[Pandas-dev] GroupBy Overhaul Proposal

Thu Jul 19 02:40:05 EDT 2018

Will, thanks for starting this! (I was after the sprint also thinking about
need of refactoring the groupby code :-))

Lot's of discussion has happened, and will need some time to digest it, but
I already quickly want to react on the 'apply' discussion:

IMO, apply should basically be syntactic sugar for the following:

keys = []
results = []

for name, group in df.groupby():
    res = func(group)
    result.append(res)
    keys.append(name)

pd.concat(results, keys=keys)

(much simplified of course, as when the result for each group is a Series
and not a DataFrame, the default concat is not what we want)

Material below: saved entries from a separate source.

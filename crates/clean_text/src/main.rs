// crates/clean_text/src/main.rs

use anyhow::Result;
use clap::{Arg, Command};

use clean_text::{config::AppConfig, format_summary, run};
use process_folder::Mode;

fn main() -> Result<()> {
    let matches = Command::new("clean_text")
        .version("0.1.0")
        .about("Batch-cleans text files by dropping lines with disallowed characters, or splits them at marker boundaries")
        .arg(
            Arg::new("input")
                .long("input")
                .num_args(1)
                .required(true)
                .help("Folder whose files are processed (non-recursive)"),
        )
        .arg(
            Arg::new("output")
                .long("output")
                .num_args(1)
                .required(true)
                .help("Folder the results are written into"),
        )
        .arg(
            Arg::new("mode")
                .long("mode")
                .num_args(1)
                .default_value("clean")
                .value_parser(["clean", "split"])
                .help("clean: drop invalid lines; split: cut files at marker boundaries"),
        )
        .arg(
            Arg::new("verbose")
                .long("verbose")
                .help("Enable verbose logging")
                .action(clap::ArgAction::SetTrue)
                .default_value("false"),
        )
        .get_matches();

    let verbose = *matches.get_one::<bool>("verbose").unwrap();
    env_logger::Builder::from_default_env()
        .filter_level(if verbose {
            log::LevelFilter::Debug
        } else {
            log::LevelFilter::Warn
        })
        .init();

    let mode = match matches.get_one::<String>("mode").unwrap().as_str() {
        "split" => Mode::Split,
        _ => Mode::Clean,
    };

    let config = AppConfig {
        input_dir: matches.get_one::<String>("input").unwrap().clone(),
        output_dir: matches.get_one::<String>("output").unwrap().clone(),
        mode,
        verbose,
    };

    let summary = run(&config)?;
    print!("{}", format_summary(config.mode, &summary));

    Ok(())
}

And I personally think it is useful having something as the above as a
general apply method for UDFs in groupby.

It is certainly true that the current apply implementation has
inconsistencies and magical behaviours, but I think we can deprecate those
instead of deprecating the full method. See
https://github.com/pandas-dev/pandas/issues/13056 for some comments about
this (eg on deprecating the magical 'transform' behaviour).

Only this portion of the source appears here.